New requirements from standardization and accreditation - the state of the art concept for quality and competence in medical laboratories

The new draft of the international standard ISO/DIS 15189:2011 "Medical laboratories - Specific requirements for quality and competence" sets substantially extended requirements for the quality management system of medical laboratories. The changes may be differentiated into three categories: editorial, structural and contents. Essential criteria of this standard, which is intended to be also applied for accreditation purposes, are related to novel management and technical requirements. In the center of the quality management documentation, the future standard not only requires a quality manual but also a set of more than 20 mandatory "documented procedures". For the subcontracting of referral laboratories, the draft standard contains a clear obligation for identification of the subcontractors which will increase overall transparency for patients and other laboratory users.

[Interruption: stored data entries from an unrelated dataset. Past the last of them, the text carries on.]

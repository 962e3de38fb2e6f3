//! Error types for zg-core

use thiserror::Error;

/// Core error type for zonegraph
#[derive(Error, Debug)]
pub enum CoreError {
    /// C001: Configuration file not found
    #[error("[C001] Config file not found: {path}")]
    ConfigNotFound { path: String },

    /// C002: Failed to parse configuration file
    #[error("[C002] Failed to parse config: {message}")]
    ConfigParseError { message: String },

    /// C003: Invalid configuration value
    #[error("[C003] Invalid config: {message}")]
    ConfigInvalid { message: String },

    /// C004: Unknown zone name
    #[error("[C004] Unknown zone '{name}'")]
    UnknownZone { name: String },

    /// C005: Empty identifier where a name is required
    #[error("[C005] Empty {context}")]
    EmptyName { context: String },

    /// C006: IO error with file path context
    #[error("[C006] Failed to read '{path}': {source}")]
    IoWithPath {
        path: String,
        source: std::io::Error,
    },

    /// C007: Schema/YAML parse error
    #[error("[C007] YAML parse error: {0}")]
    YamlParse(#[from] serde_yaml::Error),

    /// JSON serialization/deserialization error
    #[error("JSON error: {0}")]
    Json(#[from] serde_json::Error),
}

/// Result type alias for CoreError
pub type CoreResult<T> = Result<T, CoreError>;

Concepts for risk management and extended review activities are newly introduced into the draft standard. Key aspects of the technical requirements are related to the specification of criteria for validation and verification of examination procedures and to the quality assurance of examination results. The new draft standard requires - according to the current state of the art - compliance with selected quality criteria for report validation and the laboratory information management system. In a regulatory context, the ISO/DIS 15189:2011 is related to the current revision of the European medical device legislation, which - among others - covers in vitro diagnostic medical devices and which will be implemented by the national medical device act.